Saved entries:
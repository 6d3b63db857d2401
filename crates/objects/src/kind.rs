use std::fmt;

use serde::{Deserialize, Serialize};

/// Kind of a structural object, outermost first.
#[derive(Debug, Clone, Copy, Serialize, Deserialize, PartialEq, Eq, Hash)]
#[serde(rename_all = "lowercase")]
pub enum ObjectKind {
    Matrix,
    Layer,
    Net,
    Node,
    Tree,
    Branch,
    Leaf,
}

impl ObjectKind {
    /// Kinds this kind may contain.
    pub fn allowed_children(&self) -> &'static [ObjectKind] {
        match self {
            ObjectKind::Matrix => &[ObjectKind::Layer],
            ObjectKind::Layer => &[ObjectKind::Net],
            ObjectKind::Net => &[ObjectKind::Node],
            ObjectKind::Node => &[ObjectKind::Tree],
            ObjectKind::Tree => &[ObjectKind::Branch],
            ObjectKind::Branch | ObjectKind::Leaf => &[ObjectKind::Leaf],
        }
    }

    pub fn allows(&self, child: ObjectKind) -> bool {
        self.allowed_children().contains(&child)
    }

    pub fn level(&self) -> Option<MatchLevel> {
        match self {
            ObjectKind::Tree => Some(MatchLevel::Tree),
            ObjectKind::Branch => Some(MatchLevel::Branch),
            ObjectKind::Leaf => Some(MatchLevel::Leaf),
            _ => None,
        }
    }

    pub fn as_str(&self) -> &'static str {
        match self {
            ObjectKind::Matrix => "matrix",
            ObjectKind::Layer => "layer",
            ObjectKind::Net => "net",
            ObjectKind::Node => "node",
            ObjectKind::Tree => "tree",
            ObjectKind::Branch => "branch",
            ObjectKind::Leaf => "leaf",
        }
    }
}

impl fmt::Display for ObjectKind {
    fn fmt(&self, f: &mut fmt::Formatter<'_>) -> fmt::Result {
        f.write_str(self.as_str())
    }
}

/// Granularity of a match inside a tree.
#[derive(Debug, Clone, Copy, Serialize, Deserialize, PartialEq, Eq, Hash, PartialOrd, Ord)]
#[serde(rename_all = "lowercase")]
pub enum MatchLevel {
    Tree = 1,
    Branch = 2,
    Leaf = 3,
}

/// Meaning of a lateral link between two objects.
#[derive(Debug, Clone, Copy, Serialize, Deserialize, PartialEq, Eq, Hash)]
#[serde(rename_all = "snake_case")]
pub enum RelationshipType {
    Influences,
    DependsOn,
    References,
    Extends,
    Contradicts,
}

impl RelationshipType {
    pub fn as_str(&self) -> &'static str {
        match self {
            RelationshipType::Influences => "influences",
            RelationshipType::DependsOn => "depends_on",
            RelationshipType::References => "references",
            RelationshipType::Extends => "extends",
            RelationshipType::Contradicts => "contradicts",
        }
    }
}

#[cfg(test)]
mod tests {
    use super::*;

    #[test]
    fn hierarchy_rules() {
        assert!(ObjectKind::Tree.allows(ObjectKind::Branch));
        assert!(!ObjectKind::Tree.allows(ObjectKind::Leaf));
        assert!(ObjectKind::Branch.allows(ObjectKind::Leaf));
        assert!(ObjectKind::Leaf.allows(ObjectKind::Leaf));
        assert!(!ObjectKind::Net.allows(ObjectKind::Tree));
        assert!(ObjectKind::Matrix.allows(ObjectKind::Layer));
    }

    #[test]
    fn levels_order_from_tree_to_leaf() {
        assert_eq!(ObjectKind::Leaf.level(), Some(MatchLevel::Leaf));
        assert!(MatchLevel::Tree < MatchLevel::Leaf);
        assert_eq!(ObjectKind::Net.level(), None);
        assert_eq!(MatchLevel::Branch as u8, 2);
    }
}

Assignment - Reproduce the records exactly as they appear.

Task answer -
repository 6d3b63db857d2401
filename crates/objects/src/kind.rs
use std::fmt;

use serde::{Deserialize, Serialize};

/// Kind of a structural object, outermost first.
#[derive(Debug, Clone, Copy, Serialize, Deserialize, PartialEq, Eq, Hash)]
#[serde(rename_all = "lowercase")]
pub enum ObjectKind {
    Matrix,
    Layer,
    Net,
    Node,
    Tree,
    Branch,
    Leaf,
}

impl ObjectKind {
    /// Kinds this kind may contain.
    pub fn allowed_children(&self) -> &'static [ObjectKind] {
        match self {
            ObjectKind::Matrix => &[ObjectKind::Layer],
            ObjectKind::Layer => &[ObjectKind::Net],
            ObjectKind::Net => &[ObjectKind::Node],
            ObjectKind::Node => &[ObjectKind::Tree],
            ObjectKind::Tree => &[ObjectKind::Branch],
            ObjectKind::Branch | ObjectKind::Leaf => &[ObjectKind::Leaf],
        }
    }

    pub fn allows(&self, child: ObjectKind) -> bool {
        self.allowed_children().contains(&child)
    }

    pub fn level(&self) -> Option<MatchLevel> {
        match self {
            ObjectKind::Tree => Some(MatchLevel::Tree),
            ObjectKind::Branch => Some(MatchLevel::Branch),
            ObjectKind::Leaf => Some(MatchLevel::Leaf),
            _ => None,
        }
    }

    pub fn as_str(&self) -> &'static str {
        match self {
            ObjectKind::Matrix => "matrix",
            ObjectKind::Layer => "layer",
            ObjectKind::Net => "net",
            ObjectKind::Node => "node",
            ObjectKind::Tree => "tree",
            ObjectKind::Branch => "branch",
            ObjectKind::Leaf => "leaf",
        }
    }
}

impl fmt::Display for ObjectKind {
    fn fmt(&self, f: &mut fmt::Formatter<'_>) -> fmt::Result {
        f.write_str(self.as_str())
    }
}

/// Granularity of a match inside a tree.
#[derive(Debug, Clone, Copy, Serialize, Deserialize, PartialEq, Eq, Hash, PartialOrd, Ord)]
#[serde(rename_all = "lowercase")]
pub enum MatchLevel {
    Tree = 1,
    Branch = 2,
    Leaf = 3,
}

/// Meaning of a lateral link between two objects.
#[derive(Debug, Clone, Copy, Serialize, Deserialize, PartialEq, Eq, Hash)]
#[serde(rename_all = "snake_case")]
pub enum RelationshipType {
    Influences,
    DependsOn,
    References,
    Extends,
    Contradicts,
}

impl RelationshipType {
    pub fn as_str(&self) -> &'static str {
        match self {
            RelationshipType::Influences => "influences",
            RelationshipType::DependsOn => "depends_on",
            RelationshipType::References => "references",
            RelationshipType::Extends => "extends",
            RelationshipType::Contradicts => "contradicts",
        }
    }
}

#[cfg(test)]
mod tests {
    use super::*;

    #[test]
    fn hierarchy_rules() {
        assert!(ObjectKind::Tree.allows(ObjectKind::Branch));
        assert!(!ObjectKind::Tree.allows(ObjectKind::Leaf));
        assert!(ObjectKind::Branch.allows(ObjectKind::Leaf));
        assert!(ObjectKind::Leaf.allows(ObjectKind::Leaf));
        assert!(!ObjectKind::Net.allows(ObjectKind::Tree));
        assert!(ObjectKind::Matrix.allows(ObjectKind::Layer));
    }

    #[test]
    fn levels_order_from_tree_to_leaf() {
        assert_eq!(ObjectKind::Leaf.level(), Some(MatchLevel::Leaf));
        assert!(MatchLevel::Tree < MatchLevel::Leaf);
        assert_eq!(ObjectKind::Net.level(), None);
        assert_eq!(MatchLevel::Branch as u8, 2);
    }
}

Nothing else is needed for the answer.